Planning.

I’ve always been a planner.

With Mike, planning was easy. Because we knew so early on that we wanted to get married and have babies and all that good stuff, we were pretty strict about The Plan.

No, we weren’t going to go on holiday because Buy A House was in the plan, and that needed all our money. No, we wouldn’t stay in London because Have A Baby didn’t really fit in to that, and we knew we wanted to do that asap. It was all about The Plan. We knew what we wanted our life to look like, and dammit, we were going to get there.

Well.

That worked out well, huh?

I mean, it did, because I loved my life with Mike and I wouldn’t change it. I’m so glad we ended up in Northern Ireland, so glad he got those last years with his family and by his sea and so, so, inexpressibly, unfathomably, breathtakingly grateful that we had Lyla.

Beyond grateful.

But I realise now that all those years we were pouring absolutely everything into something that was, unbeknownst to us, never going to happen. And some of that energy (and money!) could have been used elsewhere, to make our daily lives more joyful, richer, more full of experience. Made the last years of Mike’s life about living, not striving.
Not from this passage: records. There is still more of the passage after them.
//! KV backends implementing `epochstore::backend::Backend`.

#![deny(clippy::all)]

pub mod heed_backend;
pub mod memory;

pub use heed_backend::{HeedBackend, HeedError};
pub use memory::MemoryBackend;
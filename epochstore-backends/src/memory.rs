//! An in-memory `Backend`, for tests that don't need a filesystem.

use epochstore::backend::{Backend, KvError, Namespace, Put, UnlockOutcome};
use parking_lot::Mutex;
use std::collections::BTreeMap;

#[derive(Default)]
struct Namespaces {
    index: BTreeMap<Vec<u8>, Vec<u8>>,
    r#trait: BTreeMap<Vec<u8>, Vec<u8>>,
    lock: BTreeMap<Vec<u8>, Vec<u8>>,
}

/// Single-process, single-host backend backed by ordinary `BTreeMap`s.
/// No growth policy, no persistence across restarts — a stand-in for
/// `HeedBackend` in unit tests.
#[derive(Default)]
pub struct MemoryBackend(Mutex<Namespaces>);

impl MemoryBackend {
    pub fn new() -> Self {
        MemoryBackend::default()
    }
}

impl Backend for MemoryBackend {
    fn get(&self, namespace: Namespace, key: &[u8]) -> Result<Option<Vec<u8>>, KvError> {
        let ns = self.0.lock();
        let map = match namespace {
            Namespace::Index => &ns.index,
            Namespace::Trait => &ns.r#trait,
            Namespace::Lock => &ns.lock,
        };
        Ok(map.get(key).cloned())
    }

    fn put_many(&self, puts: Vec<Put>) -> Result<(), KvError> {
        let mut ns = self.0.lock();
        for put in puts {
            let map = match put.namespace {
                Namespace::Index => &mut ns.index,
                Namespace::Trait => &mut ns.r#trait,
                Namespace::Lock => &mut ns.lock,
            };
            map.insert(put.key, put.value);
        }
        Ok(())
    }

    fn delete_prefix(&self, prefix: &[u8]) -> Result<(), KvError> {
        let mut ns = self.0.lock();
        ns.r#trait.retain(|k, _| !k.starts_with(prefix));
        ns.index.remove(prefix);
        Ok(())
    }

    fn iter(
        &self,
        namespace: Namespace,
    ) -> Result<Box<dyn Iterator<Item = (Vec<u8>, Vec<u8>)>>, KvError> {
        let ns = self.0.lock();
        let map = match namespace {
            Namespace::Index => &ns.index,
            Namespace::Trait => &ns.r#trait,
            Namespace::Lock => &ns.lock,
        };
        let entries: Vec<_> = map.iter().map(|(k, v)| (k.clone(), v.clone())).collect();
        Ok(Box::new(entries.into_iter()))
    }

    fn lock_try(&self, key: &[u8], secret: &[u8]) -> Result<bool, KvError> {
        let mut ns = self.0.lock();
        match ns.lock.get(key) {
            Some(held_by) if held_by != secret => Ok(false),
            _ => {
                ns.lock.insert(key.to_vec(), secret.to_vec());
                Ok(true)
            }
        }
    }

    fn unlock(&self, key: &[u8], secret: &[u8]) -> Result<UnlockOutcome, KvError> {
        let mut ns = self.0.lock();
        match ns.lock.get(key) {
            None => Ok(UnlockOutcome::AlreadyFree),
            Some(held_by) if held_by.as_slice() != secret => Ok(UnlockOutcome::Mismatch),
            Some(_) => {
                ns.lock.remove(key);
                Ok(UnlockOutcome::Released)
            }
        }
    }
}

#[cfg(test)]
mod tests {
    use super::*;

    #[test]
    fn put_then_get_round_trips() {
        let backend = MemoryBackend::new();
        backend
            .put_many(vec![Put::new(Namespace::Trait, b"k".to_vec(), b"v".to_vec())])
            .unwrap();
        assert_eq!(
            backend.get(Namespace::Trait, b"k").unwrap(),
            Some(b"v".to_vec())
        );
    }

    #[test]
    fn delete_prefix_clears_index_and_trait_entries() {
        let backend = MemoryBackend::new();
        backend
            .put_many(vec![
                Put::new(Namespace::Index, b"gid1".to_vec(), b"kind".to_vec()),
                Put::new(Namespace::Trait, b"gid1name".to_vec(), b"val".to_vec()),
                Put::new(Namespace::Index, b"gid2".to_vec(), b"kind".to_vec()),
            ])
            .unwrap();
        backend.delete_prefix(b"gid1").unwrap();
        assert_eq!(backend.get(Namespace::Index, b"gid1").unwrap(), None);
        assert_eq!(backend.get(Namespace::Trait, b"gid1name").unwrap(), None);
        assert!(backend.get(Namespace::Index, b"gid2").unwrap().is_some());
    }

    #[test]
    fn lock_try_is_mutually_exclusive_and_reentrant() {
        let backend = MemoryBackend::new();
        assert!(backend.lock_try(b"k", b"secret-a").unwrap());
        assert!(backend.lock_try(b"k", b"secret-a").unwrap());
        assert!(!backend.lock_try(b"k", b"secret-b").unwrap());
        assert_eq!(
            backend.unlock(b"k", b"secret-a").unwrap(),
            UnlockOutcome::Released
        );
        assert!(backend.lock_try(b"k", b"secret-b").unwrap());
    }

    #[test]
    fn unlock_reports_free_and_mismatched_keys() {
        let backend = MemoryBackend::new();
        assert_eq!(
            backend.unlock(b"k", b"secret-a").unwrap(),
            UnlockOutcome::AlreadyFree
        );
        backend.lock_try(b"k", b"secret-a").unwrap();
        assert_eq!(
            backend.unlock(b"k", b"secret-b").unwrap(),
            UnlockOutcome::Mismatch
        );
    }
}
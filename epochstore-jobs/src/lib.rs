//! Job and generator-job scheduling on top of `epochstore`'s Data
//! Manager: persisted work items, a claim protocol safe under
//! concurrent workers, and a generator-job closure algorithm for jobs
//! that fan out into child jobs before completing.

#![deny(clippy::all)]

pub mod generator;
pub mod job;
pub mod job_manager;
pub mod worker;

pub use generator::{
    generator_job_wrap, register_generator, run_to_completion, GeneratorJob, GeneratorStep,
    JobBody, JobOrValue,
};
pub use job::{register_fn, Job, JobState};
pub use job_manager::{AnyJob, JobManager, JobsError};
pub use worker::{ShutdownMode, Worker};
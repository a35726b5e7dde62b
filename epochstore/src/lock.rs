//! Advisory locks (spec.md §4.3): backend-agnostic, reentrant within
//! the same secret, mutually exclusive across secrets.

use crate::backend::{Backend, UnlockOutcome};
use std::{sync::Arc, thread, time::Duration};
use thiserror::Error;

const POLL_INTERVAL: Duration = Duration::from_millis(10);

#[derive(Error, Debug)]
pub enum LockError {
    #[error(transparent)]
    Backend(#[from] crate::backend::KvError),
    #[error("lock is held by another owner")]
    Contended,
    #[error("lock is not currently held")]
    UnlockFree,
    #[error("lock is held by a different owner")]
    UnlockMismatch,
}

/// A single advisory lock, identified by an opaque key. `DataLock`
/// (key = gid) and `TraitLock` (key = gid || field name) from spec.md
/// §4.3 are both just different key shapes, built by the two
/// constructors below.
pub struct Lock {
    backend: Arc<dyn Backend>,
    key: Vec<u8>,
    secret: [u8; 16],
}

impl Lock {
    /// `DataLock`-shaped: keyed on the record's gid alone.
    pub fn for_record(backend: Arc<dyn Backend>, gid: crate::id::Gid) -> Self {
        Lock::new(backend, gid.as_ref().to_vec())
    }

    /// `TraitLock`-shaped: keyed on gid + field name.
    pub fn for_field(backend: Arc<dyn Backend>, gid: crate::id::Gid, field: &str) -> Self {
        let mut key = gid.as_ref().to_vec();
        key.extend_from_slice(field.as_bytes());
        Lock::new(backend, key)
    }

    fn new(backend: Arc<dyn Backend>, key: Vec<u8>) -> Self {
        let mut secret = [0u8; 16];
        getrandom::getrandom(&mut secret).expect("system RNG unavailable");
        Lock {
            backend,
            key,
            secret,
        }
    }

    /// Try to take the lock once, without blocking.
    pub fn try_acquire(&self) -> Result<bool, LockError> {
        Ok(self.backend.lock_try(&self.key, &self.secret)?)
    }

    /// Block until the lock is acquired, polling every 10ms.
    pub fn acquire(&self) -> Result<(), LockError> {
        loop {
            if self.try_acquire()? {
                return Ok(());
            }
            thread::sleep(POLL_INTERVAL);
        }
    }

    pub fn release(&self) -> Result<(), LockError> {
        match self.backend.unlock(&self.key, &self.secret)? {
            UnlockOutcome::Released => Ok(()),
            UnlockOutcome::AlreadyFree => Err(LockError::UnlockFree),
            UnlockOutcome::Mismatch => Err(LockError::UnlockMismatch),
        }
    }

    /// Block until acquired, then wrap in a guard that releases on
    /// drop.
    pub fn acquire_guard(self) -> LockGuard {
        // Acquisition failure here (backend error) can only surface
        // as a stuck guard; callers that need a fallible acquire
        // should use `acquire()` directly and build the guard
        // themselves. In practice this is only called from
        // `Record::with_lock`, which already knows the backend is up.
        self.acquire().expect("lock backend unavailable");
        LockGuard { lock: Some(self) }
    }
}

/// RAII handle releasing its `Lock` on drop.
pub struct LockGuard {
    lock: Option<Lock>,
}

impl Drop for LockGuard {
    fn drop(&mut self) {
        if let Some(lock) = self.lock.take() {
            let _ = lock.release();
        }
    }
}

#[cfg(test)]
mod tests {
    use super::*;
    use crate::backend::{KvError, Namespace as Ns, Put};
    use parking_lot::Mutex;
    use std::collections::HashMap;

    #[derive(Default)]
    struct FakeLockBackend {
        locks: Mutex<HashMap<Vec<u8>, Vec<u8>>>,
    }

    impl Backend for FakeLockBackend {
        fn get(&self, _ns: Ns, _key: &[u8]) -> Result<Option<Vec<u8>>, KvError> {
            Ok(None)
        }
        fn put_many(&self, _puts: Vec<Put>) -> Result<(), KvError> {
            Ok(())
        }
        fn delete_prefix(&self, _prefix: &[u8]) -> Result<(), KvError> {
            Ok(())
        }
        fn iter(
            &self,
            _ns: Ns,
        ) -> Result<Box<dyn Iterator<Item = (Vec<u8>, Vec<u8>)>>, KvError> {
            Ok(Box::new(std::iter::empty()))
        }
        fn lock_try(&self, key: &[u8], secret: &[u8]) -> Result<bool, KvError> {
            let mut locks = self.locks.lock();
            match locks.get(key) {
                Some(held_by) if held_by != secret => Ok(false),
                _ => {
                    locks.insert(key.to_vec(), secret.to_vec());
                    Ok(true)
                }
            }
        }
        fn unlock(&self, key: &[u8], secret: &[u8]) -> Result<UnlockOutcome, KvError> {
            let mut locks = self.locks.lock();
            match locks.get(key) {
                None => Ok(UnlockOutcome::AlreadyFree),
                Some(held_by) if held_by.as_slice() != secret => Ok(UnlockOutcome::Mismatch),
                Some(_) => {
                    locks.remove(key);
                    Ok(UnlockOutcome::Released)
                }
            }
        }
    }

    #[test]
    fn same_key_different_secret_is_contended() {
        let backend: Arc<dyn Backend> = Arc::new(FakeLockBackend::default());
        let gid = crate::id::Gid::new();
        let a = Lock::for_record(backend.clone(), gid);
        let b = Lock::for_record(backend.clone(), gid);
        assert!(a.try_acquire().unwrap());
        assert!(!b.try_acquire().unwrap());
        a.release().unwrap();
        assert!(b.try_acquire().unwrap());
    }

    #[test]
    fn reacquiring_with_same_lock_instance_is_reentrant() {
        let backend: Arc<dyn Backend> = Arc::new(FakeLockBackend::default());
        let gid = crate::id::Gid::new();
        let a = Lock::for_record(backend, gid);
        assert!(a.try_acquire().unwrap());
        assert!(a.try_acquire().unwrap());
    }

    #[test]
    fn releasing_a_lock_never_held_fails_unlock_free() {
        let backend: Arc<dyn Backend> = Arc::new(FakeLockBackend::default());
        let gid = crate::id::Gid::new();
        let a = Lock::for_record(backend, gid);
        assert!(matches!(a.release(), Err(LockError::UnlockFree)));
    }

    #[test]
    fn releasing_someone_elses_lock_fails_unlock_mismatch() {
        let backend: Arc<dyn Backend> = Arc::new(FakeLockBackend::default());
        let gid = crate::id::Gid::new();
        let a = Lock::for_record(backend.clone(), gid);
        let b = Lock::for_record(backend, gid);
        assert!(a.try_acquire().unwrap());
        assert!(matches!(b.release(), Err(LockError::UnlockMismatch)));
    }

    #[test]
    fn guard_releases_on_drop() {
        let backend: Arc<dyn Backend> = Arc::new(FakeLockBackend::default());
        let gid = crate::id::Gid::new();
        let a = Lock::for_record(backend.clone(), gid);
        {
            let _guard = a.acquire_guard();
            let b = Lock::for_record(backend.clone(), gid);
            assert!(!b.try_acquire().unwrap());
        }
        let b = Lock::for_record(backend, gid);
        assert!(b.try_acquire().unwrap());
    }
}
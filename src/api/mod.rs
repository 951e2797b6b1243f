//! API Description Model
//!
//! The parsed API description the generator consumes: resources, their
//! methods, request/response bodies carrying JSON Schemas, and the global
//! trait table. Accepts the RAML conventions of writing named entries either
//! as a mapping or as a sequence of single-key mappings.

pub mod resource;
pub mod traits;

pub use resource::{method_schemas, unique_property_sets, QualifiedUri, ResourcePage};
pub use traits::{resolve_is_parameters, substitute_parameters, ResolvedTrait, TraitResolution};

use serde::de::{DeserializeOwned, Error as _};
use serde::ser::SerializeMap;
use serde::{Deserialize, Deserializer, Serialize, Serializer};
use serde_json::{Map, Value};

use crate::error::{DocError, Result};

// =============================================================================
// Named Entries
// =============================================================================

/// Ordered `name -> value` entries
#[derive(Debug, Clone, PartialEq)]
pub struct NamedEntries<T>(Vec<(String, T)>);

impl<T> Default for NamedEntries<T> {
    fn default() -> Self {
        Self(Vec::new())
    }
}

impl<T> NamedEntries<T> {
    pub fn new() -> Self {
        Self::default()
    }

    pub fn get(&self, name: &str) -> Option<&T> {
        self.0.iter().find(|(n, _)| n == name).map(|(_, v)| v)
    }

    pub fn iter(&self) -> impl Iterator<Item = (&str, &T)> {
        self.0.iter().map(|(n, v)| (n.as_str(), v))
    }

    pub fn push(&mut self, name: impl Into<String>, value: T) {
        self.0.push((name.into(), value));
    }

    pub fn len(&self) -> usize {
        self.0.len()
    }

    pub fn is_empty(&self) -> bool {
        self.0.is_empty()
    }
}

impl<T> IntoIterator for NamedEntries<T> {
    type Item = (String, T);
    type IntoIter = std::vec::IntoIter<(String, T)>;

    fn into_iter(self) -> Self::IntoIter {
        self.0.into_iter()
    }
}

impl<T: DeserializeOwned + Default> NamedEntries<T> {
    /// Read a mapping, or a sequence of names and single-key mappings.
    /// A bare name or a `null` value yields `T::default()`.
    pub fn from_value(value: Value) -> std::result::Result<Self, serde_json::Error> {
        let mut entries = Self::new();
        match value {
            Value::Null => {}
            Value::Object(map) => entries.extend_from_map(map)?,
            Value::Array(items) => {
                for item in items {
                    match item {
                        Value::String(name) => entries.push(name, T::default()),
                        Value::Object(map) => entries.extend_from_map(map)?,
                        other => {
                            return Err(serde_json::Error::custom(format!(
                                "expected a name or a mapping, found {}",
                                other
                            )))
                        }
                    }
                }
            }
            other => {
                return Err(serde_json::Error::custom(format!(
                    "expected a mapping or a sequence, found {}",
                    other
                )))
            }
        }
        Ok(entries)
    }

    fn extend_from_map(&mut self, map: Map<String, Value>) -> std::result::Result<(), serde_json::Error> {
        for (name, value) in map {
            let value = match value {
                Value::Null => T::default(),
                value => serde_json::from_value(value)?,
            };
            self.push(name, value);
        }
        Ok(())
    }
}

impl<'de, T: DeserializeOwned + Default> Deserialize<'de> for NamedEntries<T> {
    fn deserialize<D: Deserializer<'de>>(deserializer: D) -> std::result::Result<Self, D::Error> {
        let value = Value::deserialize(deserializer)?;
        Self::from_value(value).map_err(D::Error::custom)
    }
}

impl<T: Serialize> Serialize for NamedEntries<T> {
    fn serialize<S: Serializer>(&self, serializer: S) -> std::result::Result<S::Ok, S::Error> {
        let mut map = serializer.serialize_map(Some(self.0.len()))?;
        for (name, value) in &self.0 {
            map.serialize_entry(name, value)?;
        }
        map.end()
    }
}

/// Entries whose key also names the entry itself (verb, media type, status)
trait Keyed: DeserializeOwned + Default {
    fn assign_key(&mut self, key: String);
}

fn keyed_entries<'de, D, T>(deserializer: D) -> std::result::Result<Vec<T>, D::Error>
where
    D: Deserializer<'de>,
    T: Keyed,
{
    let entries = NamedEntries::<T>::deserialize(deserializer)?;
    Ok(entries
        .into_iter()
        .map(|(key, mut entry)| {
            entry.assign_key(key);
            entry
        })
        .collect())
}

fn named_parameters<'de, D>(deserializer: D) -> std::result::Result<Vec<NamedParameter>, D::Error>
where
    D: Deserializer<'de>,
{
    let entries = NamedEntries::<Value>::deserialize(deserializer)?;
    Ok(entries
        .into_iter()
        .map(|(name, node)| NamedParameter::from_node(name, &node, false))
        .collect())
}

// =============================================================================
// Root
// =============================================================================

/// A parsed API description
#[derive(Debug, Clone, Default, PartialEq, Serialize, Deserialize)]
#[serde(rename_all = "camelCase")]
pub struct ApiRoot {
    #[serde(default)]
    pub title: Option<String>,
    #[serde(default)]
    pub base_uri: Option<String>,
    #[serde(default)]
    pub version: Option<String>,
    /// Global trait table: name -> template
    #[serde(default)]
    pub traits: NamedEntries<Value>,
    #[serde(default)]
    pub resources: Vec<Resource>,
}

impl ApiRoot {
    pub fn from_json_str(content: &str) -> Result<Self> {
        Ok(serde_json::from_str(content)?)
    }

    pub fn from_yaml_str(content: &str) -> Result<Self> {
        Ok(serde_yaml::from_str(content)?)
    }

    pub fn from_value(value: Value) -> Result<Self> {
        serde_json::from_value(value).map_err(|e| DocError::InvalidDescription(e.to_string()))
    }

    pub fn trait_template(&self, name: &str) -> Option<&Value> {
        self.traits.get(name)
    }
}

/// A top-level resource
#[derive(Debug, Clone, Default, PartialEq, Serialize, Deserialize)]
#[serde(rename_all = "camelCase")]
pub struct Resource {
    #[serde(default)]
    pub display_name: String,
    pub relative_uri: String,
    #[serde(default)]
    pub absolute_uri: Option<String>,
    #[serde(default)]
    pub description: Option<String>,
    /// Methods keyed by verb
    #[serde(default, deserialize_with = "keyed_entries")]
    pub methods: Vec<Method>,
}

impl Resource {
    /// Display name, falling back to the relative URI
    pub fn title(&self) -> &str {
        if self.display_name.is_empty() {
            &self.relative_uri
        } else {
            &self.display_name
        }
    }
}

/// One HTTP method on a resource
#[derive(Debug, Clone, Default, PartialEq, Serialize, Deserialize)]
#[serde(rename_all = "camelCase")]
pub struct Method {
    #[serde(default)]
    pub method: String,
    #[serde(default)]
    pub description: Option<String>,
    /// Trait references: name -> argument map
    #[serde(default)]
    pub is: NamedEntries<Value>,
    #[serde(default, deserialize_with = "named_parameters")]
    pub query_parameters: Vec<NamedParameter>,
    /// Request bodies keyed by media type
    #[serde(default, deserialize_with = "keyed_entries")]
    pub bodies: Vec<Body>,
    /// Responses keyed by status code
    #[serde(default, deserialize_with = "keyed_entries")]
    pub responses: Vec<Response>,
}

impl Keyed for Method {
    fn assign_key(&mut self, key: String) {
        if self.method.is_empty() {
            self.method = key;
        }
    }
}

impl Method {
    pub fn query_parameter(&self, name: &str) -> Option<&NamedParameter> {
        self.query_parameters.iter().find(|p| p.name == name)
    }
}

/// A request or response body
#[derive(Debug, Clone, Default, PartialEq, Serialize, Deserialize)]
#[serde(rename_all = "camelCase")]
pub struct Body {
    #[serde(default)]
    pub media_type: String,
    #[serde(default)]
    pub schema: Option<SchemaSource>,
    #[serde(default)]
    pub example: Option<Value>,
}

impl Keyed for Body {
    fn assign_key(&mut self, key: String) {
        if self.media_type.is_empty() {
            self.media_type = key;
        }
    }
}

impl Body {
    pub fn is_json(&self) -> bool {
        self.media_type.contains("application/json")
    }
}

/// A response with its bodies
#[derive(Debug, Clone, Default, PartialEq, Serialize, Deserialize)]
#[serde(rename_all = "camelCase")]
pub struct Response {
    #[serde(default)]
    pub status_code: String,
    #[serde(default)]
    pub description: Option<String>,
    #[serde(default, deserialize_with = "keyed_entries")]
    pub bodies: Vec<Body>,
}

impl Keyed for Response {
    fn assign_key(&mut self, key: String) {
        if self.status_code.is_empty() {
            self.status_code = key;
        }
    }
}

/// A body schema, inline or as an embedded JSON document
#[derive(Debug, Clone, PartialEq, Serialize, Deserialize)]
#[serde(untagged)]
pub enum SchemaSource {
    Document(String),
    Inline(Value),
}

impl SchemaSource {
    pub fn parse(&self) -> Result<Value> {
        match self {
            Self::Document(text) => Ok(serde_json::from_str(text)?),
            Self::Inline(value) => Ok(value.clone()),
        }
    }
}

// =============================================================================
// Named Parameter
// =============================================================================

/// A query parameter declaration
#[derive(Debug, Clone, PartialEq, Serialize, Deserialize)]
#[serde(rename_all = "camelCase")]
pub struct NamedParameter {
    pub name: String,
    #[serde(rename = "type")]
    pub param_type: String,
    pub display_name: String,
    pub description: Option<String>,
    #[serde(default)]
    pub required: bool,
    pub default: Option<Value>,
    pub example: Option<Value>,
    pub min_length: Option<u64>,
    pub max_length: Option<u64>,
    pub minimum: Option<f64>,
    pub maximum: Option<f64>,
    pub repeat: Option<bool>,
    #[serde(rename = "enum", default)]
    pub enum_values: Vec<Value>,
    pub pattern: Option<String>,
}

impl NamedParameter {
    /// A parameter carrying nothing but its name
    pub fn bare(name: impl Into<String>) -> Self {
        let name = name.into();
        Self {
            param_type: "string".to_string(),
            display_name: name.clone(),
            name,
            description: None,
            required: false,
            default: None,
            example: None,
            min_length: None,
            max_length: None,
            minimum: None,
            maximum: None,
            repeat: None,
            enum_values: Vec::new(),
            pattern: None,
        }
    }

    /// Read a parameter declaration. A list node (several alternative
    /// types) is not supported and yields a bare parameter.
    pub fn from_node(name: impl Into<String>, node: &Value, required_by_default: bool) -> Self {
        let mut param = Self::bare(name);
        param.required = required_by_default;

        let Some(fields) = node.as_object() else {
            return param;
        };
        let present = |key: &str| fields.get(key).filter(|v| !v.is_null());
        let text = |key: &str| present(key).and_then(Value::as_str).map(String::from);

        if let Some(param_type) = text("type") {
            param.param_type = param_type;
        }
        if let Some(display_name) = text("displayName") {
            param.display_name = display_name;
        }
        if let Some(required) = present("required").and_then(Value::as_bool) {
            param.required = required;
        }
        param.description = text("description");
        param.default = present("default").cloned();
        param.example = present("example").cloned();
        param.min_length = present("minLength").and_then(Value::as_u64);
        param.max_length = present("maxLength").and_then(Value::as_u64);
        param.minimum = present("minimum").and_then(Value::as_f64);
        param.maximum = present("maximum").and_then(Value::as_f64);
        param.repeat = present("repeat").and_then(Value::as_bool);
        param.enum_values = present("enum")
            .and_then(Value::as_array)
            .cloned()
            .unwrap_or_default();
        param.pattern = text("pattern");
        param
    }
}
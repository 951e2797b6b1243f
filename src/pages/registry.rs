//! Page Name Registry
//!
//! Append-only record of every free-type page name created during one
//! generation run, in creation order. Ancestor resolution reads it to find the
//! nearest visible page.

use std::collections::HashSet;

/// Ordered set of created page names
#[derive(Debug, Clone, Default)]
pub struct PageNameRegistry {
    order: Vec<String>,
    index: HashSet<String>,
}

impl PageNameRegistry {
    pub fn new() -> Self {
        Self::default()
    }

    /// Append a name. Returns `false` (and changes nothing) if it is already known.
    pub fn register(&mut self, name: impl Into<String>) -> bool {
        let name = name.into();
        if self.index.contains(&name) {
            return false;
        }
        self.index.insert(name.clone());
        self.order.push(name);
        true
    }

    pub fn contains(&self, name: &str) -> bool {
        self.index.contains(name)
    }

    /// Names in creation order
    pub fn names(&self) -> &[String] {
        &self.order
    }

    pub fn iter(&self) -> impl Iterator<Item = &str> {
        self.order.iter().map(String::as_str)
    }

    pub fn len(&self) -> usize {
        self.order.len()
    }

    pub fn is_empty(&self) -> bool {
        self.order.is_empty()
    }

    /// Forget everything registered after the first `len` names
    pub fn truncate(&mut self, len: usize) {
        for name in self.order.drain(len.min(self.order.len())..) {
            self.index.remove(&name);
        }
    }

    pub fn clear(&mut self) {
        self.order.clear();
        self.index.clear();
    }
}

#[cfg(test)]
mod tests {
    use super::*;

    #[test]
    fn test_register_preserves_order() {
        let mut registry = PageNameRegistry::new();
        assert!(registry.register("user.card.visa"));
        assert!(registry.register("user.card.visa.address.1"));
        assert_eq!(registry.names(), ["user.card.visa", "user.card.visa.address.1"]);
        assert!(registry.contains("user.card.visa"));
        assert!(!registry.contains("user.card"));
    }

    #[test]
    fn test_register_never_repeats() {
        let mut registry = PageNameRegistry::new();
        assert!(registry.register("a.b"));
        assert!(!registry.register("a.b"));
        assert_eq!(registry.len(), 1);
    }

    #[test]
    fn test_truncate_rolls_back() {
        let mut registry = PageNameRegistry::new();
        registry.register("a");
        registry.register("b");
        registry.register("c");
        registry.truncate(1);
        assert_eq!(registry.names(), ["a"]);
        assert!(!registry.contains("b"));
        assert!(registry.register("c"));
    }

    #[test]
    fn test_clear() {
        let mut registry = PageNameRegistry::new();
        registry.register("a");
        registry.clear();
        assert!(registry.is_empty());
        assert!(!registry.contains("a"));
    }
}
That doesn’t mean I’m going to throw all thoughts of the future out of the window and stop planning altogether. Not only is that not sensible, it’s also so completely antithetical to my personality that it wouldn’t be possible! But what Mike’s death has taught me is that it doesn’t make sense to always be working towards a potential future at the detriment of the actual present that exists right in front of you.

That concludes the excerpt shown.